● **Assigned task**
All lines from the one with "Returns the bounds" to the end of the entries below must be written out exactly. Leave out any other line.

● **Recorded information**
- - -
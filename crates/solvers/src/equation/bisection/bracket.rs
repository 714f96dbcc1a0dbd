use thiserror::Error;

/// Errors that can occur when creating a [`Bracket`] or validating bounds.
#[derive(Debug, Error, Clone, Copy, PartialEq)]
pub enum BracketError {
    /// One or both endpoints are non-finite.
    #[error("non-finite endpoint(s): [{low}, {high}]")]
    NonFinite { low: f64, high: f64 },
    /// Function values at the endpoints do not have opposite signs.
    #[error("no sign change: f({low}) = {low_value}, f({high}) = {high_value}")]
    NoSignChange {
        low: f64,
        high: f64,
        low_value: f64,
        high_value: f64,
    },
}

/// Current bracket bounds and the sign of `f` at the low end.
///
/// Only the low-end sign is cached: narrowing compares it against the sign at
/// the new midpoint, so `f` is never re-evaluated at an endpoint.
#[derive(Debug, Clone, Copy, PartialEq)]
pub(super) struct Bracket {
    low: f64,
    high: f64,
    low_sign: Sign,
}

impl Bracket {
    /// Creates a bracket from ordered bounds and the function values there.
    ///
    /// # Errors
    ///
    /// Returns `BracketError::NoSignChange` unless the values have strictly
    /// opposite signs, which rejects same-sign values and endpoint roots alike.
    pub(super) fn new(
        bounds: Bounds,
        low_value: f64,
        high_value: f64,
    ) -> Result<Self, BracketError> {
        let low_sign = Sign::of(low_value);
        if !low_sign.opposes(Sign::of(high_value)) {
            return Err(BracketError::NoSignChange {
                low: bounds.low,
                high: bounds.high,
                low_value,
                high_value,
            });
        }

        Ok(Self {
            low: bounds.low,
            high: bounds.high,
            low_sign,
        })
    }

    /// Returns the bracket bounds as `[low, high]`.
    pub(super) fn as_array(&self) -> [f64; 2] {
        [self.low, self.high]
    }

    /// Returns the midpoint of the bracket.
    pub(super) fn midpoint(&self) -> f64 {
        (self.low + self.high) / 2.0
    }

    /// Narrows the bracket to the half that keeps the sign change.
    ///
    /// If the signs at `low` and `x` strictly oppose, `x` becomes the new high
    /// end; otherwise (including `value == 0.0`) it becomes the new low end.
    pub(super) fn shrink(&mut self, x: f64, value: f64) {
        let sign = Sign::of(value);
        if self.low_sign.opposes(sign) {
            self.high = x;
        } else {
            self.low = x;
            self.low_sign = sign;
        }
    }
}

/// The sign of a function value for bracket logic.
#[derive(Debug, Clone, Copy, PartialEq, Eq)]
pub(super) enum Sign {
    Negative,
    Zero,
    Positive,
}

impl Sign {
    /// Returns the sign of a non-NaN value.
    pub(super) fn of(value: f64) -> Self {
        if value > 0.0 {
            Sign::Positive
        } else if value < 0.0 {
            Sign::Negative
        } else {
            Sign::Zero
        }
    }

    /// Returns true if the product of two values with these signs is negative.
    pub(super) fn opposes(self, other: Sign) -> bool {
        matches!(
            (self, other),
            (Sign::Negative, Sign::Positive) | (Sign::Positive, Sign::Negative)
        )
    }
}

/// Ordered finite bounds for a bisection bracket.
#[derive(Debug, Clone, Copy, PartialEq)]
pub(super) struct Bounds {
    low: f64,
    high: f64,
}

impl Bounds {
    /// Validates and orders the bracket endpoints.
    ///
    /// # Errors
    ///
    /// Returns `BracketError::NonFinite` if either endpoint is NaN or infinite.
    pub(super) fn new(bracket: [f64; 2]) -> Result<Self, BracketError> {
        let [a, b] = bracket;

        if !a.is_finite() || !b.is_finite() {
            return Err(BracketError::NonFinite { low: a, high: b });
        }

        if a <= b {
            Ok(Self { low: a, high: b })
        } else {
            Ok(Self { low: b, high: a })
        }
    }

    /// Returns the bounds as `[low, high]`.
    pub(super) fn as_array(&self) -> [f64; 2] {
        [self.low, self.high]
    }
}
- - -
● **Response**
    /// Returns the bounds as `[low, high]`.
    pub(super) fn as_array(&self) -> [f64; 2] {
        [self.low, self.high]
    }
}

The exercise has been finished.